Determining the relationship between different lineages will require new techniques to characterize the hierarchy of these populations. New barcoding techniques[101] and pseudotime computational methods are being developed, which could be adapted to map lineage relationships.[102] From these kinds of assays, one important outcome could be a more refined understanding of different bone repair mechanisms. Bone tissue may be repaired in more ways than previously imagined, and the mode used may depend on the injury type or location. Cranial defects and stress fractures appear to repair predominantly through direct ossification, while nonstabilized fractures heal through a combination of direct ossification and endochondral repair, with little known about what dictates these different modes. Additionally, there is still much to be learned about the role of dedifferentiation,[103,104] transdifferentiation,[65,66] osteochondral hybrid cells,[44,60] and messenger/organizing cells[44,105] in skeletal repair.

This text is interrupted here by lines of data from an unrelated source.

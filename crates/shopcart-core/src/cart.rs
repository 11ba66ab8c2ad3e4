//! # Cart
//!
//! Pure cart contents and the derived pricing snapshot.
//!
//! ## Cart Operations Flow
//! ```text
//! ┌─────────────────────────────────────────────────────────────────────────┐
//! │                    Cart Operations                                      │
//! │                                                                         │
//! │  Operation               Cart Change                                    │
//! │  ─────────               ───────────                                    │
//! │                                                                         │
//! │  add_item(key, p, n) ──► row exists? qty += n (price kept)             │
//! │                          else push row(p, n)                            │
//! │                                                                         │
//! │  update_quantity(k, n) ► n == 0? remove row                            │
//! │                          else row.qty = n  (missing → ItemNotFound)     │
//! │                                                                         │
//! │  remove_item(k) ───────► retain(row.key != k)  (missing → no-op)       │
//! │                                                                         │
//! │  clear() ──────────────► items.clear()                                 │
//! │                                                                         │
//! │  snapshot(shipping, m) ► subtotal / shipping_cost / total (read only)  │
//! │                                                                         │
//! │  NOTE: every mutation validates first and only then writes, so a       │
//! │        returned error always means "nothing changed".                  │
//! └─────────────────────────────────────────────────────────────────────────┘
//! ```

use serde::{Deserialize, Serialize};
use ts_rs::TS;

use crate::error::{CartError, CartResult, ValidationError};
use crate::money::Money;
use crate::shipping::{ShippingMethod, ShippingState};
use crate::types::{CartItem, ItemKey};
use crate::validation::{
    normalize_add_quantity, validate_amount, validate_cart_size, validate_new_quantity,
    validate_product_id, validate_quantity_cap, validate_variant_key,
};
use crate::{MAX_AMOUNT_CENTS, MAX_CART_ITEMS, MAX_ITEM_QUANTITY};

// =============================================================================
// Cart Limits
// =============================================================================

/// Size limits enforced on every mutation.
#[derive(Debug, Clone, Copy, PartialEq, Eq, Serialize, Deserialize)]
pub struct CartLimits {
    /// Maximum number of distinct rows.
    pub max_items: usize,

    /// Maximum quantity of a single row.
    pub max_item_quantity: i64,
}

impl Default for CartLimits {
    fn default() -> Self {
        CartLimits {
            max_items: MAX_CART_ITEMS,
            max_item_quantity: MAX_ITEM_QUANTITY,
        }
    }
}

// =============================================================================
// Cart
// =============================================================================

/// The shopping cart contents.
///
/// ## Invariants
/// - Rows are unique by [`ItemKey`] (adding the same key increases quantity)
/// - Every row has `1 <= quantity <= limits.max_item_quantity`
/// - At most `limits.max_items` rows
/// - `unit_price` of a row never changes after the row is created
/// - Unit prices and the subtotal never exceed [`MAX_AMOUNT_CENTS`]
#[derive(Debug, Clone, Default, PartialEq, Eq)]
pub struct Cart {
    items: Vec<CartItem>,
    limits: CartLimits,
}
//! # Cart Observers
//!
//! Change notification for whoever renders the cart (header badge, drawer,
//! checkout summary).
//!
//! Observers are called synchronously, on the thread that committed the
//! mutation, after the change is visible and only when something observable
//! changed. An observer must not block: anything slow belongs on a channel.

use std::fmt;
use tokio::sync::watch;
use uuid::Uuid;

use shopcart_core::CartSnapshot;

// =============================================================================
// Observer Trait
// =============================================================================

/// Receives the new snapshot after every committed change.
pub trait CartObserver: Send + Sync {
    fn on_change(&self, snapshot: &CartSnapshot);
}

impl<F> CartObserver for F
where
    F: Fn(&CartSnapshot) + Send + Sync,
{
    fn on_change(&self, snapshot: &CartSnapshot) {
        self(snapshot)
    }
}

/// Publishes every change into a `watch` channel.
///
/// Used by the cart service to back [`crate::CartHandle::watch`].
pub struct WatchObserver {
    tx: watch::Sender<CartSnapshot>,
}

impl WatchObserver {
    pub fn new(tx: watch::Sender<CartSnapshot>) -> Self {
        WatchObserver { tx }
    }
}

impl CartObserver for WatchObserver {
    fn on_change(&self, snapshot: &CartSnapshot) {
        // Succeeds even when every receiver is gone
        self.tx.send_replace(snapshot.clone());
    }
}

// =============================================================================
// Subscription Id
// =============================================================================

/// Handle returned by `subscribe`, used to unsubscribe.
#[derive(Debug, Clone, Copy, PartialEq, Eq, Hash)]
pub struct SubscriptionId(Uuid);

impl SubscriptionId {
    pub(crate) fn new() -> Self {
        SubscriptionId(Uuid::new_v4())
    }
}

impl fmt::Display for SubscriptionId {
    fn fmt(&self, f: &mut fmt::Formatter<'_>) -> fmt::Result {
        write!(f, "{}", self.0)
    }
}

#[cfg(test)]
mod tests {
    use super::*;
    use std::sync::atomic::{AtomicUsize, Ordering};
    use std::sync::Arc;

    #[test]
    fn test_closure_observer() {
        let calls = Arc::new(AtomicUsize::new(0));
        let counter = Arc::clone(&calls);
        let observer = move |_: &CartSnapshot| {
            counter.fetch_add(1, Ordering::SeqCst);
        };

        observer.on_change(&CartSnapshot::default());
        observer.on_change(&CartSnapshot::default());
        assert_eq!(calls.load(Ordering::SeqCst), 2);
    }

    #[test]
    fn test_watch_observer_publishes_latest() {
        let (tx, rx) = watch::channel(CartSnapshot::default());
        let observer = WatchObserver::new(tx);

        let mut snapshot = CartSnapshot::default();
        snapshot.total_quantity = 3;
        observer.on_change(&snapshot);

        assert_eq!(rx.borrow().total_quantity, 3);
    }

    #[test]
    fn test_subscription_ids_are_unique() {
        assert_ne!(SubscriptionId::new(), SubscriptionId::new());
    }
}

Although some studies show conflicting results, this may be due to incomplete analysis or a limited understanding of bone repair. Overall, a more in-depth understanding of how the bone repair process works will help us better understand the specific role of Hh signaling. Utilizing new techniques with Hh signaling in mind will help us determine when and where the pathway is required in specific bone injury contexts. The studies in this review have largely determined that Hh signaling has a positive effect on bone repair, and together, they indicate that Hh signaling may have multiple functions during repair. With more comprehensive knowledge about bone repair and Hh signaling, therapeutic strategies can be optimized for the treatment of different types of bone injuries in the future.